Congratulations Grainger. As you have now done the easy bit  now comes the hard bit - choosing a name. May I suggest as he was born in March, a Saint's name? Either Francis, Joseph. Cyril(?) Patrick or the best one David. I swear I am not biased!
Yes David Grainer definitely has a ring to it..........Hollywood actor, eminent world leader............


----------



## Northerner (Mar 26, 2018)

Fabulous news!  Many congratulations to you all!
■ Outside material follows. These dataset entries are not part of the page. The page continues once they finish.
//! The editor session: canonical layout state plus the recorded action façade.
//!
//! DESIGN
//! ======
//! `LayoutStore` is the only way code outside the crate mutates a layout.
//! Every recorded action is split in two:
//!
//! 1. a `plan_*` method that reads the layout, validates through the collision
//!    engine, and builds a [`CommandOp`] holding cloned snapshots;
//! 2. `commit`, which pushes the op through [`History`] (which
//!    applies it via raw mutators) or logs and returns the rejection.
//!
//! A rejected action never touches the layout, the history, or the dirty flag.
//!
//! Observers
//! ---------
//! Callers either poll the getters or `subscribe` a listener that receives a
//! [`Change`] after each state transition. Listeners run synchronously inside
//! the mutating call.

#[cfg(test)]
#[path = "store_test.rs"]
mod store_test;

use crate::catalog::{DeviceTypeLookup, is_starter_slug};
use crate::collision::{self, PlacementError};
use crate::command::{Command, CommandOp, GroupDeparture};
use crate::config::EditorConfig;
use crate::consts::{MAX_DEVICE_HEIGHT_U, MAX_RACK_HEIGHT, MIN_DEVICE_HEIGHT};
use crate::error::ErrorCode;
use crate::history::{History, Replayed};
use crate::identity;
use crate::layout::{
    DeviceDetails, DeviceType, EntityId, Face, GroupLayout, Layout, LayoutSettings, Rack, RackGroup,
    RackProperties,
};
use crate::placement::{PendingPlacement, PlacementMode};
use crate::units::{InternalUnit, height_to_internal};

const UNTITLED_LAYOUT: &str = "Untitled Layout";

// =============================================================================
// Errors
// =============================================================================

/// Why a store action was rejected. Rejections leave the session untouched.
#[derive(Debug, Clone, PartialEq, thiserror::Error)]
pub enum StoreError {
    #[error("rack not found: {0}")]
    RackNotFound(EntityId),
    #[error("device not found: {0}")]
    DeviceNotFound(EntityId),
    #[error("rack group not found: {0}")]
    GroupNotFound(EntityId),
    #[error(transparent)]
    Placement(#[from] PlacementError),
    #[error("device type {slug} still has {count} placement(s)")]
    DeviceTypeInUse { slug: String, count: usize },
    #[error("device type {0} is part of the starter library and cannot be changed")]
    ReadOnlyDeviceType(String),
    #[error("device type slug already exists: {0}")]
    DuplicateSlug(String),
    #[error("invalid device height: {0}U")]
    InvalidDeviceHeight(f64),
    #[error("invalid rack height: {0}U (expected 1..=100)")]
    InvalidRackHeight(u32),
    #[error("rack {rack_id} already belongs to group {group_id}")]
    RackAlreadyGrouped { rack_id: EntityId, group_id: EntityId },
    #[error("rack {0} is not in a group")]
    RackNotGrouped(EntityId),
    #[error("a rack group needs at least one rack")]
    EmptyGroup,
    #[error("no device is waiting to be placed")]
    NoPendingPlacement,
}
I hope you get to see him soon and that all is well with him


----------



## Stitch147 (Mar 26, 2018)

Congratulations to you all Grainger.


----------



## Mark T (Mar 26, 2018)

Congrats!


----------



## Kaylz (Mar 26, 2018)

Awww yay, congratulations @grainger and family!, all the best hun and hope you get reunited with him very soon!  xx


----------



## trophywench (Mar 26, 2018)

Oooh - that was lovely and quick grainger!  Conratulations!

It's bad enough being woken up by someone in a morning let alone being physically wrenched out of a comfy environment forcibly before you're ready - your No 2 son has all my sympathies frankly!
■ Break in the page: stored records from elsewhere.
//! Reversible commands wrapping every recorded layout mutation.
//!
//! DESIGN
//! ======
//! A `Command` is metadata (kind tag, description, timestamp) around a
//! `CommandOp`, which holds owned snapshots of whatever it needs to apply and
//! revert itself. Snapshots are cloned out of the live layout when the command
//! is built; the layout types have no shared substructure, so later edits to
//! the live store cannot reach into history.
//!
//! `apply` and `revert` call raw mutators only. A command replayed during
//! undo or redo therefore never records another command.
//!
//! Invariants:
//! - `apply` followed by `revert` restores the prior layout exactly.
//! - `revert` followed by `apply` restores the post-command layout exactly.

#[cfg(test)]
#[path = "command_test.rs"]
mod command_test;

use std::time::{SystemTime, UNIX_EPOCH};

use crate::layout::{DeviceType, EntityId, Layout, PlacedDevice, Rack, RackGroup, RackProperties};
use crate::raw::RawMutations;
use crate::units::InternalUnit;

/// Type tag of a command, for UI labels and telemetry.
#[derive(Debug, Clone, Copy, PartialEq, Eq, Hash)]
pub enum CommandKind {
    AddDevice,
    RemoveDevice,
    MoveDevice,
    UpdateDevice,
    AddRack,
    DeleteRack,
    UpdateRack,
    ReplaceRack,
    AddDeviceType,
    UpdateDeviceType,
    DeleteDeviceType,
    CreateRackGroup,
    UpdateRackGroup,
    DeleteRackGroup,
    AddRackToGroup,
    RemoveRackFromGroup,
    RenameLayout,
    Batch,
}

/// Effect on a rack's group when the rack leaves it.
#[derive(Debug, Clone, PartialEq, Eq)]
pub enum GroupDeparture {
    /// The rack was removed from `group_id` at `index`; the group survives.
    Removed { group_id: EntityId, index: usize },
    /// The rack was the last member, so the whole group was deleted.
    Dissolved { group_index: usize, group: RackGroup },
}

impl GroupDeparture {
    /// How `rack_id` would leave its current group, if it has one.
    #[must_use]
    pub fn for_rack(layout: &Layout, rack_id: &str) -> Option<Self> {
        let group_index = layout
            .rack_groups
            .iter()
            .position(|g| g.rack_ids.iter().any(|id| id == rack_id))?;
        let group = &layout.rack_groups[group_index];
        if group.rack_ids.len() <= 1 {
            return Some(Self::Dissolved { group_index, group: group.clone() });
        }
        let index = group.rack_ids.iter().position(|id| id == rack_id)?;
        Some(Self::Removed { group_id: group.id.clone(), index })
    }

    fn apply(&self, layout: &mut Layout, rack_id: &str) {
        match self {
            Self::Removed { group_id, .. } => layout.remove_rack_from_group_raw(group_id, rack_id),
            Self::Dissolved { group, .. } => {
                layout.delete_rack_group_raw(&group.id);
            }
        }
    }

    fn revert(&self, layout: &mut Layout, rack_id: &str) {
        match self {
            Self::Removed { group_id, index } => layout.insert_rack_into_group_raw(group_id, *index, rack_id),
            Self::Dissolved { group_index, group } => layout.create_rack_group_raw(*group_index, group.clone()),
        }
    }
}

/// The state change carried by a command, with everything needed to undo it.
#[derive(Debug, Clone, PartialEq)]
pub enum CommandOp {
    PlaceDevice { rack_id: EntityId, index: usize, device: PlacedDevice },
    RemoveDevice { rack_id: EntityId, index: usize, device: PlacedDevice },
    MoveDevice { rack_id: EntityId, device_id: EntityId, from: InternalUnit, to: InternalUnit },
    /// Any non-positional edit of a placement: face, name, notes, IP, colour, image.
    UpdateDevice { rack_id: EntityId, before: PlacedDevice, after: PlacedDevice },
    AddRack { index: usize, rack: Rack },
    DeleteRack { index: usize, rack: Rack, departure: Option<GroupDeparture> },
    UpdateRack { rack_id: EntityId, before: RackProperties, after: RackProperties },
    ReplaceRack { before: Rack, after: Rack },
    AddDeviceType { index: usize, device_type: DeviceType },
    UpdateDeviceType { before: DeviceType, after: DeviceType },
    DeleteDeviceType { index: usize, device_type: DeviceType },
    CreateRackGroup { index: usize, group: RackGroup },
    UpdateRackGroup { before: RackGroup, after: RackGroup },
    DeleteRackGroup { index: usize, group: RackGroup },
    AddRackToGroup { group_id: EntityId, rack_id: EntityId, index: usize },
    RemoveRackFromGroup { rack_id: EntityId, departure: GroupDeparture },
    RenameLayout { before: String, after: String },
    /// Applied in order, reverted in reverse order.
    Batch(Vec<CommandOp>),
}

impl CommandOp {
    #[must_use]
    pub fn kind(&self) -> CommandKind {
        match self {
            Self::PlaceDevice { .. } => CommandKind::AddDevice,
            Self::RemoveDevice { .. } => CommandKind::RemoveDevice,
            Self::MoveDevice { .. } => CommandKind::MoveDevice,
            Self::UpdateDevice { .. } => CommandKind::UpdateDevice,
            Self::AddRack { .. } => CommandKind::AddRack,
            Self::DeleteRack { .. } => CommandKind::DeleteRack,
            Self::UpdateRack { .. } => CommandKind::UpdateRack,
            Self::ReplaceRack { .. } => CommandKind::ReplaceRack,
            Self::AddDeviceType { .. } => CommandKind::AddDeviceType,
            Self::UpdateDeviceType { .. } => CommandKind::UpdateDeviceType,
            Self::DeleteDeviceType { .. } => CommandKind::DeleteDeviceType,
            Self::CreateRackGroup { .. } => CommandKind::CreateRackGroup,
            Self::UpdateRackGroup { .. } => CommandKind::UpdateRackGroup,
            Self::DeleteRackGroup { .. } => CommandKind::DeleteRackGroup,
            Self::AddRackToGroup { .. } => CommandKind::AddRackToGroup,
            Self::RemoveRackFromGroup { .. } => CommandKind::RemoveRackFromGroup,
            Self::RenameLayout { .. } => CommandKind::RenameLayout,
            Self::Batch(_) => CommandKind::Batch,
        }
    }

    pub(crate) fn apply(&self, layout: &mut Layout) {
        match self {
            Self::PlaceDevice { rack_id, index, device } => layout.place_device_raw(rack_id, *index, device.clone()),
            Self::RemoveDevice { rack_id, index, .. } => {
                layout.remove_device_at_index_raw(rack_id, *index);
            }
            Self::MoveDevice { rack_id, device_id, to, .. } => layout.move_device_raw(rack_id, device_id, *to),
            Self::UpdateDevice { rack_id, after, .. } => layout.replace_device_raw(rack_id, after.clone()),
            Self::AddRack { index, rack } => layout.add_rack_raw(*index, rack.clone()),
            Self::DeleteRack { rack, departure, .. } => {
                if let Some(departure) = departure {
                    departure.apply(layout, &rack.id);
                }
                layout.delete_rack_raw(&rack.id);
            }
            Self::UpdateRack { rack_id, after, .. } => layout.update_rack_raw(rack_id, after.clone()),
            Self::ReplaceRack { before, after } => layout.replace_rack_raw(&before.id, after.clone()),
            Self::AddDeviceType { index, device_type } => layout.add_device_type_raw(*index, device_type.clone()),
            Self::UpdateDeviceType { after, .. } => layout.update_device_type_raw(after.clone()),
            Self::DeleteDeviceType { device_type, .. } => {
                layout.delete_device_type_raw(&device_type.slug);
            }
            Self::CreateRackGroup { index, group } => layout.create_rack_group_raw(*index, group.clone()),
            Self::UpdateRackGroup { after, .. } => layout.update_rack_group_raw(after.clone()),
            Self::DeleteRackGroup { group, .. } => {
                layout.delete_rack_group_raw(&group.id);
            }
            Self::AddRackToGroup { group_id, rack_id, index } => {
                layout.insert_rack_into_group_raw(group_id, *index, rack_id);
            }
            Self::RemoveRackFromGroup { rack_id, departure } => departure.apply(layout, rack_id),
            Self::RenameLayout { after, .. } => layout.set_layout_name_raw(after.clone()),
            Self::Batch(ops) => {
                for op in ops {
                    op.apply(layout);
                }
            }
        }
    }

    pub(crate) fn revert(&self, layout: &mut Layout) {
        match self {
            Self::PlaceDevice { rack_id, index, .. } => {
                layout.remove_device_at_index_raw(rack_id, *index);
            }
            Self::RemoveDevice { rack_id, index, device } => layout.place_device_raw(rack_id, *index, device.clone()),
            Self::MoveDevice { rack_id, device_id, from, .. } => layout.move_device_raw(rack_id, device_id, *from),
            Self::UpdateDevice { rack_id, before, .. } => layout.replace_device_raw(rack_id, before.clone()),
            Self::AddRack { rack, .. } => {
                layout.delete_rack_raw(&rack.id);
            }
            Self::DeleteRack { index, rack, departure } => {
                layout.add_rack_raw(*index, rack.clone());
                if let Some(departure) = departure {
                    departure.revert(layout, &rack.id);
                }
            }
            Self::UpdateRack { rack_id, before, .. } => layout.update_rack_raw(rack_id, before.clone()),
            Self::ReplaceRack { before, after } => layout.replace_rack_raw(&after.id, before.clone()),
            Self::AddDeviceType { device_type, .. } => {
                layout.delete_device_type_raw(&device_type.slug);
            }
            Self::UpdateDeviceType { before, .. } => layout.update_device_type_raw(before.clone()),
            Self::DeleteDeviceType { index, device_type } => layout.add_device_type_raw(*index, device_type.clone()),
            Self::CreateRackGroup { group, .. } => {
                layout.delete_rack_group_raw(&group.id);
            }
            Self::UpdateRackGroup { before, .. } => layout.update_rack_group_raw(before.clone()),
            Self::DeleteRackGroup { index, group } => layout.create_rack_group_raw(*index, group.clone()),
            Self::AddRackToGroup { group_id, rack_id, .. } => layout.remove_rack_from_group_raw(group_id, rack_id),
            Self::RemoveRackFromGroup { rack_id, departure } => departure.revert(layout, rack_id),
            Self::RenameLayout { before, .. } => layout.set_layout_name_raw(before.clone()),
            Self::Batch(ops) => {
                for op in ops.iter().rev() {
                    op.revert(layout);
                }
            }
        }
    }
}

/// A recorded, reversible layout mutation.
#[derive(Debug, Clone)]
pub struct Command {
    op: CommandOp,
    description: String,
    timestamp_ms: i64,
}

impl Command {
    #[must_use]
    pub fn new(op: CommandOp, description: impl Into<String>) -> Self {
        Self { op, description: description.into(), timestamp_ms: now_ms() }
    }

    #[must_use]
    pub fn kind(&self) -> CommandKind {
        self.op.kind()
    }

    /// Human-readable label, e.g. `"Move 1U Server"`.
    #[must_use]
    pub fn description(&self) -> &str {
        &self.description
    }

    /// Creation time in milliseconds since the Unix epoch.
    #[must_use]
    pub fn timestamp_ms(&self) -> i64 {
        self.timestamp_ms
    }

    #[must_use]
    pub fn op(&self) -> &CommandOp {
        &self.op
    }

    pub(crate) fn execute(&self, layout: &mut Layout) {
        self.op.apply(layout);
    }

    pub(crate) fn undo(&self, layout: &mut Layout) {
        self.op.revert(layout);
    }
}

fn now_ms() -> i64 {
    let Ok(dur) = SystemTime::now().duration_since(UNIX_EPOCH) else {
        return 0;
    };
    i64::try_from(dur.as_millis()).unwrap_or(0)
}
Hope you get some lovely cuddles very soon if not already.

(Hopefully - No 1 son didn't want a dog .....)


----------



## Wirrallass (Mar 26, 2018)

Tears of happiness in my eyes when I read your post grainger, thank you for letting us know your wonderful news and I hope you're not in too much discomfort or pain.

Many Congratulations to mum and dad on the birth of your miracle baby son ~ may he enjoy a long healthy life filled with much happiness, joy and success. I'm sure he'll bring much joy into all your lives including Grandparents.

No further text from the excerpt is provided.